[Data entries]
• • • •

//! Per-connection session lifecycle.
//!
//! `Connecting -> Admitted -> Active -> Closing -> Closed`, with `Rejected`
//! as the terminal branch when admission fails. Only `Active` sessions
//! process frames, and the cleanup behind `Closing` runs exactly once
//! whichever side ends the connection.

use std::sync::atomic::{AtomicU8, Ordering};
use std::sync::Arc;
use std::time::Instant;

use thiserror::Error;

use crate::broadcast::{BroadcastHub, DeliveryResult};
use crate::connection_manager::{AdmissionError, ConnectionHandle};
use crate::metrics::{ConnectionMetrics, WsMessageMetrics};

use super::message::{parse, InboundMessage, InvalidMessage, OutboundMessage, ServerEvent};

#[derive(Debug, Clone, Copy, PartialEq, Eq)]
#[repr(u8)]
pub enum SessionState {
    Connecting = 0,
    Admitted = 1,
    Active = 2,
    Closing = 3,
    Closed = 4,
    Rejected = 5,
}

impl SessionState {
    fn from_u8(value: u8) -> Self {
        match value {
            0 => Self::Connecting,
            1 => Self::Admitted,
            2 => Self::Active,
            3 => Self::Closing,
            4 => Self::Closed,
            _ => Self::Rejected,
        }
    }
}

/// Why a session ended
#[derive(Debug, Clone, Copy, PartialEq, Eq)]
pub enum CloseReason {
    /// Client sent a close frame or the stream ended
    ClientClosed,
    /// Socket read or write failed
    TransportError,
    /// Server dropped the connection after a failed send or missed heartbeat
    Evicted,
    /// Server is shutting down
    ServerShutdown,
    /// One of the session's tasks panicked
    TaskFailed,
}

impl CloseReason {
    pub fn as_str(&self) -> &'static str {
        match self {
            Self::ClientClosed => "client_closed",
            Self::TransportError => "transport_error",
            Self::Evicted => "evicted",
            Self::ServerShutdown => "server_shutdown",
            Self::TaskFailed => "task_failed",
        }
    }
}

/// Failure that ends one session without touching any other
#[derive(Debug, Error)]
pub enum SessionError {
    #[error("WebSocket transport error: {0}")]
    Transport(String),

    #[error("Session task failed: {0}")]
    TaskFailed(String),
}

impl SessionError {
    pub fn close_reason(&self) -> CloseReason {
        match self {
            Self::Transport(_) => CloseReason::TransportError,
            Self::TaskFailed(_) => CloseReason::TaskFailed,
        }
    }
}

/// What happened to one inbound frame
#[derive(Debug, Clone, PartialEq)]
pub enum FrameOutcome {
    /// Cursor recorded and shared with the board
    Cursor(DeliveryResult),
    /// Liveness frame, nothing broadcast
    Ping,
    /// Frame rejected; an `error` event went back to this client only
    Invalid(InvalidMessage),
    /// Session is not active
    Ignored,
}

pub struct Session {
    hub: Arc<BroadcastHub>,
    handle: Arc<ConnectionHandle>,
    state: AtomicU8,
    opened_at: Instant,
}

impl Session {
    pub fn new(hub: Arc<BroadcastHub>, handle: Arc<ConnectionHandle>) -> Self {
        Self {
            hub,
            handle,
            state: AtomicU8::new(SessionState::Connecting as u8),
            opened_at: Instant::now(),
        }
    }

    pub fn state(&self) -> SessionState {
        SessionState::from_u8(self.state.load(Ordering::Acquire))
    }

    pub fn handle(&self) -> &Arc<ConnectionHandle> {
        &self.handle
    }

    fn transition(&self, from: SessionState, to: SessionState) -> bool {
        self.state
            .compare_exchange(from as u8, to as u8, Ordering::AcqRel, Ordering::Acquire)
            .is_ok()
    }

    /// Run admission control and announce the new connection.
    ///
    /// On success the `connection_established` snapshot is already first in
    /// the outbound queue and the session is `Active`.
    pub async fn admit(&self) -> Result<(), AdmissionError> {
        if self.state() != SessionState::Connecting {
            return Ok(());
        }

        match self.hub.notify_join(self.handle.clone()).await {
            Ok(snapshot) => {
                self.transition(SessionState::Connecting, SessionState::Admitted);
                self.transition(SessionState::Admitted, SessionState::Active);
                ConnectionMetrics::record_opened();

                tracing::info!(
                    connection_id = %self.handle.id,
                    board_id = self.handle.board_id,
                    user_id = %self.handle.user_id,
                    active_users = snapshot.active_users.len(),
                    "Board session established"
                );
                Ok(())
            }
            Err(e) => {
                self.transition(SessionState::Connecting, SessionState::Rejected);
                Err(e)
            }
        }
    }

    /// Refresh liveness without processing a frame
    pub fn touch(&self) {
        self.handle.update_activity();
    }

    /// Process one text frame
    #[tracing::instrument(
        name = "ws.frame",
        skip(self, raw),
        fields(connection_id = %self.handle.id, board_id = self.handle.board_id)
    )]
    pub async fn handle_text(&self, raw: &str) -> FrameOutcome {
        if self.state() != SessionState::Active {
            return FrameOutcome::Ignored;
        }
        self.handle.update_activity();

        match parse(raw) {
            Ok(message) => {
                WsMessageMetrics::record_received(message.kind());
                match message {
                    InboundMessage::CursorMove(cursor) => {
                        FrameOutcome::Cursor(self.hub.publish_cursor(&self.handle, cursor).await)
                    }
                    InboundMessage::Ping => FrameOutcome::Ping,
                }
            }
            Err(e) => self.reject(e).await,
        }
    }

    /// Binary frames are never accepted
    pub async fn handle_binary(&self) -> FrameOutcome {
        if self.state() != SessionState::Active {
            return FrameOutcome::Ignored;
        }
        self.handle.update_activity();
        self.reject(InvalidMessage::Binary).await
    }

    async fn reject(&self, err: InvalidMessage) -> FrameOutcome {
        tracing::debug!(
            connection_id = %self.handle.id,
            code = err.code(),
            error = %err,
            "Rejected inbound frame"
        );
        WsMessageMetrics::record_invalid(err.code());

        let event = OutboundMessage::Event(ServerEvent::invalid_message(&err));
        // A failed send evicts this connection, which ends the session
        let _ = self.hub.send_to(&self.handle, event).await;

        FrameOutcome::Invalid(err)
    }

    /// Leave the board. Only the first call does anything.
    pub async fn close(&self, reason: CloseReason) -> bool {
        let began = self.transition(SessionState::Active, SessionState::Closing)
            || self.transition(SessionState::Admitted, SessionState::Closing);
        if !began {
            return false;
        }

        self.hub.notify_leave(&self.handle).await;
        self.state
            .store(SessionState::Closed as u8, Ordering::Release);

        let duration = self.opened_at.elapsed().as_secs_f64();
        ConnectionMetrics::record_closed(reason.as_str(), duration);

        tracing::info!(
            connection_id = %self.handle.id,
            board_id = self.handle.board_id,
            user_id = %self.handle.user_id,
            reason = reason.as_str(),
            duration_secs = duration,
            "Board session closed"
        );
        true
    }
}

impl Drop for Session {
    fn drop(&mut self) {
        let state = self.state();
        if !matches!(
            state,
            SessionState::Admitted | SessionState::Active | SessionState::Closing
        ) {
            return;
        }

        // Dropped without a close: release the slot now, announce if a runtime is around
        self.hub.registry().remove(&self.handle);
        self.state
            .store(SessionState::Closed as u8, Ordering::Release);
        tracing::warn!(
            connection_id = %self.handle.id,
            state = ?state,
            "Board session dropped without closing"
        );

        if state == SessionState::Closing {
            return;
        }
        if let Ok(runtime) = tokio::runtime::Handle::try_current() {
            let hub = self.hub.clone();
            let handle = self.handle.clone();
            runtime.spawn(async move {
                hub.notify_leave(&handle).await;
            });
        }
    }
}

• • • •

**WHAT IS EXPECTED**
Return all lines from the data that include the string "ended".

**EXERCISE SOLUTION**
/// Why a session ended
    /// Client sent a close frame or the stream ended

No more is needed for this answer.